Sometimes called parametric insurance, index insurance is based on the premise that a verifiable index that measures temperature, precipitation and/or crop yield can cover very large numbers of small farmers in a given region, without the need for expensive and time-consuming claims procedures.
The World Bank Group index insurance facility (GIIF) is a response to the risk associated with climate change, and the continuing need to increase food security through support and insurance products for small-holder farmers, particularly in the developing world.
The inaugural GIIF annual conference, organized by the world bank group in Paris more24 months before the December 2015 COP21 summit in the French capital, drew together stakeholders to discuss progress and investigate future trends.

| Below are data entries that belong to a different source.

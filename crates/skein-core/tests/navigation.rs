//! Integration tests for skein-core navigation.

use std::sync::Arc;
use std::thread;

use insta::assert_snapshot;
use proptest::prelude::*;
use skein_core::{Context, ParseErrorKind, RuntimeError, Section, Session, Story, StoryError, load, parse};

const BRANCHES: &str = "\
Hello
* Opt A
  A content
* Opt B
  B content
- gather -> END
";

const TOWN: &str = "\
VAR coins = 3
== square
(top) You stand in the square. #outdoors
+ [Look around] You look around. -> top
* [Visit the baker] The baker waves. -> top
* {square.top > 2} [Leave town] You leave. -> END
";

fn start(story: &Story) -> (Section, Context) {
    story.resume(&Context::new(story)).unwrap()
}

#[test]
fn end_to_end_branch_and_gather() {
    let story = parse(BRANCHES).unwrap();
    let (first, ctx) = start(&story);
    assert_eq!(first.text, "Hello");
    assert_eq!(first.options, vec!["Opt A", "Opt B"]);
    assert!(!first.end);

    let (second, _) = story.pick(&ctx, 0).unwrap();
    assert!(second.text.contains("A content"));
    assert!(second.text.contains("gather"));
    assert!(second.end);
    assert_snapshot!(second.text, @r"
    Opt A
    A content
    gather
    ");
}

#[test]
fn both_branches_converge_on_the_gather() {
    let story = parse(BRANCHES).unwrap();
    let (_, ctx) = start(&story);
    for index in 0..2 {
        let (section, after) = story.pick(&ctx, index).unwrap();
        assert!(section.text.ends_with("gather"), "{}", section.text);
        assert_eq!(after.visits("start__i__c__g"), 1);
        assert_eq!(after.current, "end");
    }
}

#[test]
fn once_only_options_disappear_and_sticky_ones_stay() {
    let story = load(TOWN).unwrap();
    let (first, ctx) = start(&story);
    assert_eq!(first.options, vec!["Look around", "Visit the baker"]);

    let (after_baker, ctx) = story.pick(&ctx, 1).unwrap();
    assert_eq!(after_baker.text, "The baker waves.\nYou stand in the square.");
    assert_eq!(after_baker.options, vec!["Look around"]);

    let (after_look, _) = story.pick(&ctx, 0).unwrap();
    assert_eq!(after_look.options, vec!["Look around", "Leave town"]);
}

#[test]
fn condition_hides_option_until_visited() {
    let source = "\
-> hub
== hub
Where to?
* {cellar > 0} Open the chest -> END
+ [Go down] -> cellar
== cellar
Dusty. -> hub
";
    let story = load(source).unwrap();
    let (first, ctx) = start(&story);
    assert_eq!(first.options, vec!["Go down"]);
    let (second, ctx) = story.pick(&ctx, 0).unwrap();
    assert_eq!(second.text, "Dusty.\nWhere to?");
    assert_eq!(second.options, vec!["Open the chest", "Go down"]);
    let (last, _) = story.pick(&ctx, 0).unwrap();
    assert_eq!(last.text, "Open the chest");
    assert!(last.end);
}

#[test]
fn label_overrides_positional_path() {
    let source = "\
== meet
* (greet) Hello
  Nice to meet you. -> END
* Skip -> greet
";
    let story = load(source).unwrap();
    let greet = story.lookup("meet__greet").unwrap();
    let skip = story.lookup("meet__c__1").unwrap();
    assert_eq!(story.resolve_divert("greet", skip), Some(greet));
    assert!(story.lookup("meet__c__0").is_none());

    let (_, ctx) = start(&story);
    let (section, ctx) = story.pick(&ctx, 1).unwrap();
    assert_eq!(section.text, "Skip\nHello\nNice to meet you.");
    assert_eq!(ctx.visits("meet__greet"), 1);
}

#[test]
fn nesting_jump_fails_to_parse() {
    let err = parse("* depth one\n*** depth three").unwrap_err();
    assert_eq!(err.line, 2);
    assert!(matches!(err.kind, ParseErrorKind::IllegalNesting { depth: 3, .. }));
}

#[test]
fn glue_joins_without_separator() {
    let story = parse("We hurried home <>\n<>to Savile Row -> END").unwrap();
    assert_eq!(start(&story).0.text, "We hurried home to Savile Row");

    let story = parse("a line ending in a tail glue <>\n<> a leading-glue line -> END").unwrap();
    assert_eq!(
        start(&story).0.text,
        "a line ending in a tail glue a leading-glue line"
    );

    let story = parse("First line\nSecond line -> END").unwrap();
    assert_eq!(start(&story).0.text, "First line\nSecond line");
}

#[test]
fn knot_tags_come_before_line_tags() {
    let story = load(TOWN).unwrap();
    let (first, _) = start(&story);
    assert_eq!(first.tags, vec!["outdoors"]);

    let story = load("== hall\n# dim #cold\nA long hall. #echo -> END").unwrap();
    assert_eq!(start(&story).0.tags, vec!["dim", "cold", "echo"]);

    let story = load("== hall #dim // the long hall\n#cold\nA long hall. -> END").unwrap();
    let (section, _) = start(&story);
    assert_eq!(section.text, "A long hall.");
    assert_eq!(section.tags, vec!["dim", "cold"]);
}

#[test]
fn option_tags_are_listed() {
    let story = load("* Fight -> END #danger\n* Flee -> END").unwrap();
    let (section, _) = start(&story);
    assert_eq!(section.option_tags, vec![vec!["danger".to_string()], Vec::new()]);
}

#[test]
fn variables_feed_conditions() {
    let story = load("VAR brave = false\n* {brave} Charge -> END\n* {not brave} Hide -> END").unwrap();
    let (section, mut ctx) = start(&story);
    assert_eq!(section.options, vec!["Hide"]);

    ctx.current = "start__c".to_string();
    ctx.vars.insert("brave".to_string(), true.into());
    let (section, _) = story.resume(&ctx).unwrap();
    assert_eq!(section.options, vec!["Charge"]);
}

#[test]
fn load_reports_every_dead_end() {
    let err = load("* A\n  a\n* B\n  b").unwrap_err();
    let StoryError::Validation(errors) = err else {
        panic!("expected validation errors");
    };
    assert_eq!(errors.len(), 2);
}

#[test]
fn runtime_failure_keeps_story_usable() {
    let story = parse("* Go -> nowhere\n* Stay -> END").unwrap();
    let (_, ctx) = start(&story);
    assert!(matches!(
        story.pick(&ctx, 0),
        Err(RuntimeError::UnresolvedDivert { .. })
    ));
    let (section, _) = story.pick(&ctx, 1).unwrap();
    assert!(section.end);
}

#[test]
fn shared_story_plays_concurrently() {
    let story = Arc::new(load(TOWN).unwrap());
    let handles: Vec<_> = (0..4)
        .map(|n| {
            let story = Arc::clone(&story);
            thread::spawn(move || {
                let mut session = Session::new(&story);
                session.advance().unwrap();
                for _ in 0..n {
                    session.pick(0).unwrap();
                }
                session.context().visits("square__top")
            })
        })
        .collect();
    let counts: Vec<i64> = handles.into_iter().map(|h| h.join().unwrap()).collect();
    assert_eq!(counts, vec![1, 2, 3, 4]);
}

/// Play a sequence of picks, reducing each choice modulo the visible count.
fn play(story: &Story, picks: &[usize]) -> Vec<(Section, Context)> {
    let mut steps = Vec::new();
    let (mut section, mut ctx) = start(story);
    for pick in picks {
        if section.end {
            break;
        }
        let index = pick % section.options.len();
        let (next_section, next_ctx) = story.pick(&ctx, index).unwrap();
        steps.push((next_section.clone(), next_ctx.clone()));
        section = next_section;
        ctx = next_ctx;
    }
    steps
}

proptest! {
    #[test]
    fn reloaded_context_continues_identically(picks in prop::collection::vec(0usize..3, 1..12), next in 0usize..3) {
        let story = load(TOWN).unwrap();
        let steps = play(&story, &picks);
        let Some((section, ctx)) = steps.last() else {
            return Ok(());
        };
        prop_assume!(!section.end);

        let reloaded = Context::from_json(&ctx.to_json().unwrap()).unwrap();
        prop_assert_eq!(&reloaded, ctx);

        let index = next % section.options.len();
        let original = story.pick(ctx, index).unwrap();
        let replayed = story.pick(&reloaded, index).unwrap();
        prop_assert_eq!(original, replayed);
    }

    #[test]
    fn visit_counts_never_decrease(picks in prop::collection::vec(0usize..3, 1..12)) {
        let story = load(TOWN).unwrap();
        let (_, mut previous) = start(&story);
        for (section, ctx) in play(&story, &picks) {
            for (path, value) in &previous.vars {
                if let Some(before) = value.as_integer() {
                    prop_assert!(ctx.visits(path) >= before, "{} went down", path);
                }
            }
            if !section.end {
                prop_assert_eq!(ctx.visits("square__top__c"), previous.visits("square__top__c") + 1);
            }
            previous = ctx;
        }
    }
}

One of the speakers at the GIIF conference was benjamin Njogu, who heads business Analytics at Acre Africa (formerly the kilimo salama weather index insurance programme).
A former employee at safaricom ltd, the leading Kenyan telecom business that pioneered the M-pesa financial service initiative, Nigeria joined acre African bring his extensive experience in interative mobile technology and micro-insurance product design.
But Nigeria’s contribution to East Africa index insurance industry is just one side of the technological picture, the other is the advances made in climate monitoring by satellite. A good number of projects and initiatives have since taken place to assist African meteological community meet national and regional objectives in terms of severe weather warnings, water and agriculture management, and mitigation of the effects of natural hazards and climate change.